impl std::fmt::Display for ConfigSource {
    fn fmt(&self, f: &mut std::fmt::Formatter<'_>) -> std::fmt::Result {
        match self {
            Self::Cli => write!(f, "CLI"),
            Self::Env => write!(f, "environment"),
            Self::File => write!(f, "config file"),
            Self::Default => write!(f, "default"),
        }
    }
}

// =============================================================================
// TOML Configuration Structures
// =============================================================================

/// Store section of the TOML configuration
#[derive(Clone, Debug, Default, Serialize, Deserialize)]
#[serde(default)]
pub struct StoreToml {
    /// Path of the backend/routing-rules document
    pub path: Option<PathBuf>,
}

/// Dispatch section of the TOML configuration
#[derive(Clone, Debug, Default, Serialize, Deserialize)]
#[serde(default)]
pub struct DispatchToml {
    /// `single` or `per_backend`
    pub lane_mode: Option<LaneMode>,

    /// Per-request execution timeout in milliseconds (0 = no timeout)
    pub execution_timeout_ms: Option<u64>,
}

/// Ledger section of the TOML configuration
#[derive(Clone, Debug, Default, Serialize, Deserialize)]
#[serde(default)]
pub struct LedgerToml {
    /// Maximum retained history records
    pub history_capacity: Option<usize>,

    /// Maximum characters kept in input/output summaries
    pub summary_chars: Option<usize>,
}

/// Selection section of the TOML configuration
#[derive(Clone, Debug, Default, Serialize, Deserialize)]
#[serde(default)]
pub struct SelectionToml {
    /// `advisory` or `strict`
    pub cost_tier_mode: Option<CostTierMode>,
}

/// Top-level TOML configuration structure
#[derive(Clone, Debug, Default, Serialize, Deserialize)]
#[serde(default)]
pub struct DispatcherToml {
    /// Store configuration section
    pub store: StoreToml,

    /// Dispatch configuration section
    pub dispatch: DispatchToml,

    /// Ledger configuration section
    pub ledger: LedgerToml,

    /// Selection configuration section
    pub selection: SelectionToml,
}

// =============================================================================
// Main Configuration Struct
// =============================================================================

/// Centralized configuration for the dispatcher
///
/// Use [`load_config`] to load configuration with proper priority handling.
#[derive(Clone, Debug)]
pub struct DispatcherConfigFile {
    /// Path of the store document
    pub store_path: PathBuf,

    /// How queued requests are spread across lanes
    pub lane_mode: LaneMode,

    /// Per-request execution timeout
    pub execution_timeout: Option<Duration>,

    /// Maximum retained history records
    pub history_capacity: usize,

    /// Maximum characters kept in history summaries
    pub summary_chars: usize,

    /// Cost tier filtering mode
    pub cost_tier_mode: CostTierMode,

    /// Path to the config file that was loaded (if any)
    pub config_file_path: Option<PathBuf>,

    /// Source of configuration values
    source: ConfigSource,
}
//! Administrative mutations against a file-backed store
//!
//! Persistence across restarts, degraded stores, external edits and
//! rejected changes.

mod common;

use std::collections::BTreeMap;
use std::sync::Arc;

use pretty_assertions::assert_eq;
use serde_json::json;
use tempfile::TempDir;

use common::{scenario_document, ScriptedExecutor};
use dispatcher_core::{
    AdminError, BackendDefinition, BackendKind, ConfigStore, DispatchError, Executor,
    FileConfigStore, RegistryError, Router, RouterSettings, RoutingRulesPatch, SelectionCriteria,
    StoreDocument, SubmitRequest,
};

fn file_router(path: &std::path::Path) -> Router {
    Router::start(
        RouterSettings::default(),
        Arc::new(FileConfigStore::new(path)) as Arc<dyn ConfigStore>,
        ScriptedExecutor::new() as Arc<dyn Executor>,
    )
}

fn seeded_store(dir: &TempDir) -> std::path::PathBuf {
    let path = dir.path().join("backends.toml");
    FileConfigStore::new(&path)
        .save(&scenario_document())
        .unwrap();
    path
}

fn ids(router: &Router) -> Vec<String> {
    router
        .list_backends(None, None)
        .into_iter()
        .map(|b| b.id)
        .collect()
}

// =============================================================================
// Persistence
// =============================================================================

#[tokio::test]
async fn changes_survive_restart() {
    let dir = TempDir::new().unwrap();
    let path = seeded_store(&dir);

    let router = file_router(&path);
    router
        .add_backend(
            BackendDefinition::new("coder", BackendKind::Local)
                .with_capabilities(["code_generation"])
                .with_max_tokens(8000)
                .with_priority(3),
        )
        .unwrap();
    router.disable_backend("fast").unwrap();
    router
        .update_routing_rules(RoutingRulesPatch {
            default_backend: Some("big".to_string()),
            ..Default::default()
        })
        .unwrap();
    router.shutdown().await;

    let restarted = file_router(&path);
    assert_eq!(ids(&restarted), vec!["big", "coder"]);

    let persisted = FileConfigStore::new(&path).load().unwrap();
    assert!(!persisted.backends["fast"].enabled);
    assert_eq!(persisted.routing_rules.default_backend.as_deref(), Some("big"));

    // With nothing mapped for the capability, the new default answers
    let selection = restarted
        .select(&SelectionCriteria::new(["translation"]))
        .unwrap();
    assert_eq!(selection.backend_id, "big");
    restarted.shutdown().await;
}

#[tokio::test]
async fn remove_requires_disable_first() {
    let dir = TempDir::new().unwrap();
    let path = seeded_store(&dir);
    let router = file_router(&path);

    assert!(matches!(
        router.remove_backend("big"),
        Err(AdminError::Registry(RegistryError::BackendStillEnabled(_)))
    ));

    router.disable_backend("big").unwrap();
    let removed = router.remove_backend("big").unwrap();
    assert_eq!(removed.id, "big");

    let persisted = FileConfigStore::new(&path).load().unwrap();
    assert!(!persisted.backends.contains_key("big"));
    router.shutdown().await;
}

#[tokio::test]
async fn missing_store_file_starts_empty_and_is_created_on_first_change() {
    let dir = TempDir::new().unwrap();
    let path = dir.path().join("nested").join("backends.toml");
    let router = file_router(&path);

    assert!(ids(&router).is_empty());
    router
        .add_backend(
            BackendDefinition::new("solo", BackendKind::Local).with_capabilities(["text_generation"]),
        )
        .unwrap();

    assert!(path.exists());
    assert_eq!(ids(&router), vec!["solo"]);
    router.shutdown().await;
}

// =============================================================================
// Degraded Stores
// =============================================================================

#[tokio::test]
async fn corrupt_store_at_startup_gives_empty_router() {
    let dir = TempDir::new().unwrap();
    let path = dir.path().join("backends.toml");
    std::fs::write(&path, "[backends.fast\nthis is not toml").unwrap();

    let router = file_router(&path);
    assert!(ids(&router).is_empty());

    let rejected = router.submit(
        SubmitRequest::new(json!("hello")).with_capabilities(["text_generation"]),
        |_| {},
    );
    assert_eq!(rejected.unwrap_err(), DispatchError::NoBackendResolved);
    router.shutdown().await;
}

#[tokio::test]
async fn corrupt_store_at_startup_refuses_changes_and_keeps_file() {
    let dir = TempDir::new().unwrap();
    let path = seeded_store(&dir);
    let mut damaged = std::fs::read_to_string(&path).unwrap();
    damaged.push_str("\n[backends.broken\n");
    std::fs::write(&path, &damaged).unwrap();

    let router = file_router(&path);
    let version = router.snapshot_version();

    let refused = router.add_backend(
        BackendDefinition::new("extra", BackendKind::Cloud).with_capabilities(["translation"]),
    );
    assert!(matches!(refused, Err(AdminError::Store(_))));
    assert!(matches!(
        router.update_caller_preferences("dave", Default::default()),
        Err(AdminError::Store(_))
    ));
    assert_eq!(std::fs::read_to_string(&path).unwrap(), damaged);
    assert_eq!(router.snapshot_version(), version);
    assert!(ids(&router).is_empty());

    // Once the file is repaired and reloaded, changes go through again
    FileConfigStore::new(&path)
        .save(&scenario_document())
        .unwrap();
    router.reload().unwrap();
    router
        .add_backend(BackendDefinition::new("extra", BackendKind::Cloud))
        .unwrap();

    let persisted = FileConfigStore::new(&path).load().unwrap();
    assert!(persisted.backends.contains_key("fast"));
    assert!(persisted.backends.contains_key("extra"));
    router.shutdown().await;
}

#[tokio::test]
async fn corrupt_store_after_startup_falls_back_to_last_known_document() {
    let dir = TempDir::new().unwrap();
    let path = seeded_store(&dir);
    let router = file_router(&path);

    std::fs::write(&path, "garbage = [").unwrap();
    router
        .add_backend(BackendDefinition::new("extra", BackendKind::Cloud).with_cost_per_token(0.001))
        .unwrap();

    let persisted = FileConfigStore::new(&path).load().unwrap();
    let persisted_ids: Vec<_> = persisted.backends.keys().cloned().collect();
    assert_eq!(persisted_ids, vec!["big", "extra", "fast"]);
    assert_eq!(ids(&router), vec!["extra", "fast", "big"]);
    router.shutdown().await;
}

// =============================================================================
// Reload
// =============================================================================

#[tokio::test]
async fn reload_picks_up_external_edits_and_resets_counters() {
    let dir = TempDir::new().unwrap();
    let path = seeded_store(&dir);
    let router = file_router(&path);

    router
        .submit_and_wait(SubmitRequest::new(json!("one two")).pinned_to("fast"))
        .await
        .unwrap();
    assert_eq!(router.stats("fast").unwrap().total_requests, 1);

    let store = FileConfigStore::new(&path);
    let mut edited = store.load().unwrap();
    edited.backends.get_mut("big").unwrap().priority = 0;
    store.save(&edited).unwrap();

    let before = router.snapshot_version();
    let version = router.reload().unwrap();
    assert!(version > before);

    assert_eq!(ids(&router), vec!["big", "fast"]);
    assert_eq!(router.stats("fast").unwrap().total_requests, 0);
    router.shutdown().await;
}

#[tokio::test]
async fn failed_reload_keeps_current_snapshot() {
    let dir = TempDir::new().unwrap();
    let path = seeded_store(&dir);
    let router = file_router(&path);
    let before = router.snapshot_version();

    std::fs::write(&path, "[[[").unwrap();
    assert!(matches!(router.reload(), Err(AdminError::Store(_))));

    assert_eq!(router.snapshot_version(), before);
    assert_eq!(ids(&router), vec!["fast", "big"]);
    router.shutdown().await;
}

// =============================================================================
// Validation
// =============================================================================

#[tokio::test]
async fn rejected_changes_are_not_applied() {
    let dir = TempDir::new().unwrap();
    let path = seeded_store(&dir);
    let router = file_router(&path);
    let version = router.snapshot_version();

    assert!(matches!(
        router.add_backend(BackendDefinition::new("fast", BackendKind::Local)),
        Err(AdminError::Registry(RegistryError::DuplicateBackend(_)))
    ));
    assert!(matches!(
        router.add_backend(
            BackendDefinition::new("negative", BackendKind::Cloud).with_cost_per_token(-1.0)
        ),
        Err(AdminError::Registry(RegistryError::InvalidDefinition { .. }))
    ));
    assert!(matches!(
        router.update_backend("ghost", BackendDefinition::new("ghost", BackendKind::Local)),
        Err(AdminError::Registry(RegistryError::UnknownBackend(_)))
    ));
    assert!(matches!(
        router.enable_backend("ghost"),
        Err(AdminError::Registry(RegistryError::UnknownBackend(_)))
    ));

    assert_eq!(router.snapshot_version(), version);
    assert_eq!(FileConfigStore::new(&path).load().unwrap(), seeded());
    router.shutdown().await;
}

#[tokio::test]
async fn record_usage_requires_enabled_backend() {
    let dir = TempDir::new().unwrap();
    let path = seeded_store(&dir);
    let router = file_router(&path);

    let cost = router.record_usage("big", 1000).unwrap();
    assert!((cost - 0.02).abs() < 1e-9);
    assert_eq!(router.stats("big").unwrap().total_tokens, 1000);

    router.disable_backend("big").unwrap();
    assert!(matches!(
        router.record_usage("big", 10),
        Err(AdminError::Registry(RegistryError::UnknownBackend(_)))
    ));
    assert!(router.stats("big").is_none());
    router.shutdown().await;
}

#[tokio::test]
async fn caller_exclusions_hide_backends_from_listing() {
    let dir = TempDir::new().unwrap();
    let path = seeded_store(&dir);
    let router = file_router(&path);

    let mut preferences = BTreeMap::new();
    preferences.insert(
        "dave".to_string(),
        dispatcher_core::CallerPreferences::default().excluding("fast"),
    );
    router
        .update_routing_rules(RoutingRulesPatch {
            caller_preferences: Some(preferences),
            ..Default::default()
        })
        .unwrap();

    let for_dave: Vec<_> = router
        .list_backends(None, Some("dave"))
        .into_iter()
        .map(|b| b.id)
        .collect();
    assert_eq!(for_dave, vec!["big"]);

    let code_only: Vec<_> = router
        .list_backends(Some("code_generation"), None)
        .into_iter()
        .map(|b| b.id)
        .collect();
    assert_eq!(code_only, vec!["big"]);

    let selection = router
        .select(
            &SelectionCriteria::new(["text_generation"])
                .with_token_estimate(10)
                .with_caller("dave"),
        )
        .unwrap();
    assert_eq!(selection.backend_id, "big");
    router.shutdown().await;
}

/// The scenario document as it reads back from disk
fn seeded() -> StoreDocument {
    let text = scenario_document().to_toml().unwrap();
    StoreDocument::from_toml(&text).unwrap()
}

---

# Instructions for the task
For every line above that includes the string "BTreeMap", copy the line.

# Result for this exercise
use std::collections::BTreeMap;
    let mut preferences = BTreeMap::new();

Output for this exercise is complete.